Your instructions: Go through the material and copy every line in which "strings" appears.

Records for this exercise:
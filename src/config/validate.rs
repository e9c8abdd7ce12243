//! Raw configuration validation
//!
//! Walks an untyped configuration value, applies defaults for absent fields,
//! and records every violation instead of stopping at the first one. Either
//! the whole config is valid and returned, or a single
//! [`ConfigError::Invalid`] lists everything that is wrong.
//!
//! Field paths are dotted, with bracketed indices for array elements:
//! `sitemapConfig.tagRules.api[1]`.

use serde_json::{Map, Value};
use site_graph_rules::{RuleList, TagRules};
use std::collections::BTreeMap;
use tracing::{debug, warn};

use super::error::{ConfigError, ValidationErrors};
use super::schema::{BacklinksConfig, SiteGraphConfig, SitemapConfig};
use crate::sitemap::{Sitemap, SitemapEntry};

const ROOT_KEYS: &[&str] = &["sitemapConfig", "backlinksConfig"];

const SITEMAP_CONFIG_KEYS: &[&str] = &[
    "contentRoot",
    "includeExternalLinks",
    "sitemap",
    "pageTitles",
    "ignoreStarlightLinks",
    "pageInclusionRules",
    "linkInclusionRules",
    "tagRules",
];

const BACKLINKS_CONFIG_KEYS: &[&str] = &["visibilityRules"];

const SITEMAP_ENTRY_KEYS: &[&str] = &["external", "exists", "title", "links", "backlinks", "tags"];

/// Validate a raw configuration and apply defaults.
///
/// A `null` root is treated as "no options given" and yields the defaults;
/// `null` anywhere else is a type mismatch.
pub fn validate(raw: &Value) -> Result<SiteGraphConfig, ConfigError> {
    let mut validator = Validator::default();
    let config = match raw {
        Value::Null => SiteGraphConfig::default(),
        raw => validator.site_graph_config(raw),
    };

    if validator.errors.is_empty() {
        debug!("site graph configuration is valid");
        Ok(config)
    } else {
        debug!(errors = validator.errors.len(), "site graph configuration is invalid");
        Err(ConfigError::Invalid(validator.errors))
    }
}

/// Name of a value's type as shown in messages
fn type_name(value: &Value) -> &'static str {
    match value {
        Value::Null => "null",
        Value::Bool(_) => "boolean",
        Value::Number(_) => "number",
        Value::String(_) => "string",
        Value::Array(_) => "array",
        Value::Object(_) => "object",
    }
}

fn child(path: &str, key: &str) -> String {
    if path.is_empty() {
        key.to_string()
    } else {
        format!("{}.{}", path, key)
    }
}

fn index(path: &str, i: usize) -> String {
    format!("{}[{}]", path, i)
}

/// Error collector. Every helper records its own violations and returns
/// `None` for a value it could not accept.
#[derive(Default)]
struct Validator {
    errors: ValidationErrors,
}

impl Validator {
    fn push(&mut self, path: &str, message: String) {
        if path.is_empty() {
            self.errors.push_form(message);
        } else {
            self.errors.push_field(path, message);
        }
    }

    fn mismatch(&mut self, path: &str, expected: &str, value: &Value) {
        self.push(
            path,
            format!("Expected {}, received {}", expected, type_name(value)),
        );
    }

    fn object<'v>(
        &mut self,
        path: &str,
        value: &'v Value,
        known: &[&str],
    ) -> Option<&'v Map<String, Value>> {
        match value {
            Value::Object(map) => {
                for key in map.keys().filter(|k| !known.contains(&k.as_str())) {
                    warn!(field = %child(path, key), "ignoring unknown configuration key");
                }
                Some(map)
            }
            other => {
                self.mismatch(path, "object", other);
                None
            }
        }
    }

    fn string(&mut self, path: &str, value: &Value) -> Option<String> {
        match value {
            Value::String(s) => Some(s.clone()),
            other => {
                self.mismatch(path, "string", other);
                None
            }
        }
    }

    fn boolean(&mut self, path: &str, value: &Value) -> Option<bool> {
        match value {
            Value::Bool(b) => Some(*b),
            other => {
                self.mismatch(path, "boolean", other);
                None
            }
        }
    }

    /// An array of strings; every bad element is reported
    fn string_list(&mut self, path: &str, value: &Value) -> Option<Vec<String>> {
        let Value::Array(items) = value else {
            self.mismatch(path, "array", value);
            return None;
        };

        let mut strings = Vec::with_capacity(items.len());
        let mut valid = true;
        for (i, item) in items.iter().enumerate() {
            match self.string(&index(path, i), item) {
                Some(s) => strings.push(s),
                None => valid = false,
            }
        }
        valid.then_some(strings)
    }

    fn rule_list(&mut self, path: &str, value: &Value) -> Option<RuleList> {
        self.string_list(path, value).map(RuleList::new)
    }

    fn required<'v>(
        &mut self,
        map: &'v Map<String, Value>,
        path: &str,
        key: &str,
    ) -> Option<&'v Value> {
        let value = map.get(key);
        if value.is_none() {
            self.errors.push_field(child(path, key), "Required");
        }
        value
    }

    fn site_graph_config(&mut self, value: &Value) -> SiteGraphConfig {
        let mut config = SiteGraphConfig::default();
        let Some(root) = self.object("", value, ROOT_KEYS) else {
            return config;
        };

        if let Some(v) = root.get("sitemapConfig") {
            config.sitemap_config = self.sitemap_config("sitemapConfig", v);
        }
        if let Some(v) = root.get("backlinksConfig") {
            config.backlinks_config = self.backlinks_config("backlinksConfig", v);
        }
        config
    }

    fn sitemap_config(&mut self, path: &str, value: &Value) -> SitemapConfig {
        let mut config = SitemapConfig::default();
        let Some(map) = self.object(path, value, SITEMAP_CONFIG_KEYS) else {
            return config;
        };

        if let Some(v) = map.get("contentRoot") {
            if let Some(s) = self.string(&child(path, "contentRoot"), v) {
                config.content_root = s;
            }
        }
        if let Some(v) = map.get("includeExternalLinks") {
            if let Some(b) = self.boolean(&child(path, "includeExternalLinks"), v) {
                config.include_external_links = b;
            }
        }
        if let Some(v) = map.get("sitemap") {
            config.sitemap = self.sitemap(&child(path, "sitemap"), v);
        }
        if let Some(v) = map.get("pageTitles") {
            if let Some(titles) = self.page_titles(&child(path, "pageTitles"), v) {
                config.page_titles = titles;
            }
        }
        if let Some(v) = map.get("ignoreStarlightLinks") {
            if let Some(b) = self.boolean(&child(path, "ignoreStarlightLinks"), v) {
                config.ignore_starlight_links = b;
            }
        }
        if let Some(v) = map.get("pageInclusionRules") {
            if let Some(rules) = self.rule_list(&child(path, "pageInclusionRules"), v) {
                config.page_inclusion_rules = rules;
            }
        }
        if let Some(v) = map.get("linkInclusionRules") {
            if let Some(rules) = self.rule_list(&child(path, "linkInclusionRules"), v) {
                config.link_inclusion_rules = rules;
            }
        }
        if let Some(v) = map.get("tagRules") {
            if let Some(tag_rules) = self.tag_rules(&child(path, "tagRules"), v) {
                config.tag_rules = tag_rules;
            }
        }

        config
    }

    fn backlinks_config(&mut self, path: &str, value: &Value) -> BacklinksConfig {
        let mut config = BacklinksConfig::default();
        let Some(map) = self.object(path, value, BACKLINKS_CONFIG_KEYS) else {
            return config;
        };

        if let Some(v) = map.get("visibilityRules") {
            if let Some(rules) = self.rule_list(&child(path, "visibilityRules"), v) {
                config.visibility_rules = rules;
            }
        }
        config
    }

    fn page_titles(&mut self, path: &str, value: &Value) -> Option<BTreeMap<String, String>> {
        let Value::Object(map) = value else {
            self.mismatch(path, "object", value);
            return None;
        };

        let mut titles = BTreeMap::new();
        let mut valid = true;
        for (key, title) in map {
            match self.string(&child(path, key), title) {
                Some(title) => {
                    titles.insert(key.clone(), title);
                }
                None => valid = false,
            }
        }
        valid.then_some(titles)
    }

    fn tag_rules(&mut self, path: &str, value: &Value) -> Option<TagRules> {
        let Value::Object(map) = value else {
            self.mismatch(path, "object", value);
            return None;
        };

        let mut tag_rules = TagRules::new();
        let mut valid = true;
        for (tag, rules) in map {
            match self.rule_list(&child(path, tag), rules) {
                Some(rules) => tag_rules.insert(tag.clone(), rules),
                None => valid = false,
            }
        }
        valid.then_some(tag_rules)
    }

    fn sitemap(&mut self, path: &str, value: &Value) -> Option<Sitemap> {
        let Value::Object(map) = value else {
            self.mismatch(path, "object", value);
            return None;
        };

        let mut sitemap = Sitemap::new();
        let mut valid = true;
        for (key, entry) in map {
            match self.sitemap_entry(&child(path, key), entry) {
                Some(entry) => {
                    sitemap.insert(key.clone(), entry);
                }
                None => valid = false,
            }
        }
        valid.then_some(sitemap)
    }

    fn sitemap_entry(&mut self, path: &str, value: &Value) -> Option<SitemapEntry> {
        let map = self.object(path, value, SITEMAP_ENTRY_KEYS)?;
        let before = self.errors.len();

        let external = self
            .required(map, path, "external")
            .and_then(|v| self.boolean(&child(path, "external"), v));
        let exists = self
            .required(map, path, "exists")
            .and_then(|v| self.boolean(&child(path, "exists"), v));
        let title = self
            .required(map, path, "title")
            .and_then(|v| self.string(&child(path, "title"), v));

        let mut optional_list = |key: &str| -> Option<Vec<String>> {
            map.get(key)
                .and_then(|v| self.string_list(&child(path, key), v))
        };
        let links = optional_list("links");
        let backlinks = optional_list("backlinks");
        let tags = optional_list("tags");

        if self.errors.len() != before {
            return None;
        }

        Some(SitemapEntry {
            external: external?,
            exists: exists?,
            title: title?,
            links,
            backlinks,
            tags,
        })
    }
}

Response area:
    /// An array of strings; every bad element is reported
        let mut strings = Vec::with_capacity(items.len());
                Some(s) => strings.push(s),
        valid.then_some(strings)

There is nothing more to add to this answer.